How should I care for my teeth with fillings - Post Restoration Care and Maintenance
  • Chewing: Some restorations do not develop their maximum strength for 24 hours. Chew only soft foods on the new restorations until that time. As with natural unrestored teeth, avoid chewing excessively hard foods such as hard candy, corn nuts, ice and other hard objects that may break the restoration or remaining natural tooth structure.
  • Sensitivity: Due to the size and type of the restoration you may experience mild sensitivity to hot and cold. This sensitivity should disappear in a few weeks. If it does not do so, or should it get worse, contact your dentist. This sensitivity or other mild discomfort can sometimes be caused by a high spot in your bite or a very deep filing which is close to the nerves.

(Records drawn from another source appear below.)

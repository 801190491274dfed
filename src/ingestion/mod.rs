pub mod model;
pub mod service;

pub use model::{
    CompletionCallback, JobStatus, JobView, ScrapeAccepted, ScrapeOverview, ScrapeRequest,
    ScrapeSource, SourceInfo,
};
pub use service::{IngestionError, IngestionService};
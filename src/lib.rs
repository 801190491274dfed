pub mod api;
pub mod config;
pub mod dashboard;
pub mod directory;
pub mod error;
pub mod ingestion;
pub mod storage;
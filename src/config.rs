use std::time::Duration;

pub const DEFAULT_DATABASE_URL: &str = "sqlite://investors.db?mode=rwc";
pub const DEFAULT_BIND_ADDR: &str = "127.0.0.1:3000";
pub const DEFAULT_API_URL: &str = "http://127.0.0.1:3000";

/// 服务端配置，全部来自环境变量（.env 由 main 负责加载）
#[derive(Debug, Clone)]
pub struct ServerConfig {
    pub database_url: String,
    pub bind_addr: String,
    pub max_connections: u32,
    pub sync_focus_on_start: bool,
}

impl ServerConfig {
    pub fn from_env() -> Self {
        Self {
            database_url: std::env::var("DATABASE_URL")
                .unwrap_or_else(|_| DEFAULT_DATABASE_URL.to_string()),
            bind_addr: std::env::var("BIND_ADDR").unwrap_or_else(|_| DEFAULT_BIND_ADDR.to_string()),
            max_connections: env_parse("DB_MAX_CONNECTIONS").unwrap_or(10),
            sync_focus_on_start: std::env::var("SYNC_FOCUS_ON_START")
                .map(|v| is_truthy(&v))
                .unwrap_or(false),
        }
    }
}

#[derive(Debug, Clone)]
pub struct DashboardConfig {
    pub api_url: String,
    pub page_size: u64,
    pub timeout: Duration,
}

impl DashboardConfig {
    pub fn from_env() -> Self {
        let api_url = std::env::var("DIRECTORY_API_URL")
            .unwrap_or_else(|_| DEFAULT_API_URL.to_string());
        Self {
            api_url: api_url.trim_end_matches('/').to_string(),
            page_size: env_parse("DASHBOARD_PAGE_SIZE").unwrap_or(100),
            timeout: Duration::from_secs(env_parse("DASHBOARD_TIMEOUT_SECS").unwrap_or(10)),
        }
    }
}

fn env_parse<T: std::str::FromStr>(key: &str) -> Option<T> {
    std::env::var(key).ok().and_then(|v| v.trim().parse().ok())
}

fn is_truthy(v: &str) -> bool {
    matches!(
        v.trim().to_ascii_lowercase().as_str(),
        "1" | "true" | "yes" | "on"
    )
}
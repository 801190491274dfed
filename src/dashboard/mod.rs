pub mod app_service;
pub mod app_state;
pub mod client;
pub mod commands;
pub mod ui;

pub use app_state::{App, AppEvent};
pub use client::{ClientError, DirectoryApi, HttpDirectoryClient};
pub use commands::AppCommand;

  • The Future: We expect several years of service from these restorations. However, at times, large restorations may break or the tooth structure around them may break. If breakage occurs, the involved tooth or teeth may require a crown for optimum strength.
  • Problems: If one or more of the following conditions occur, contact your dentist immediately to avoid further problems:
    • A feeling of movement or looseness in the restoration.
    • Sensitivity from sweet foods.
    • A peculiar taste from the restoration site.
    • Breakage of a piece of material from the restoration.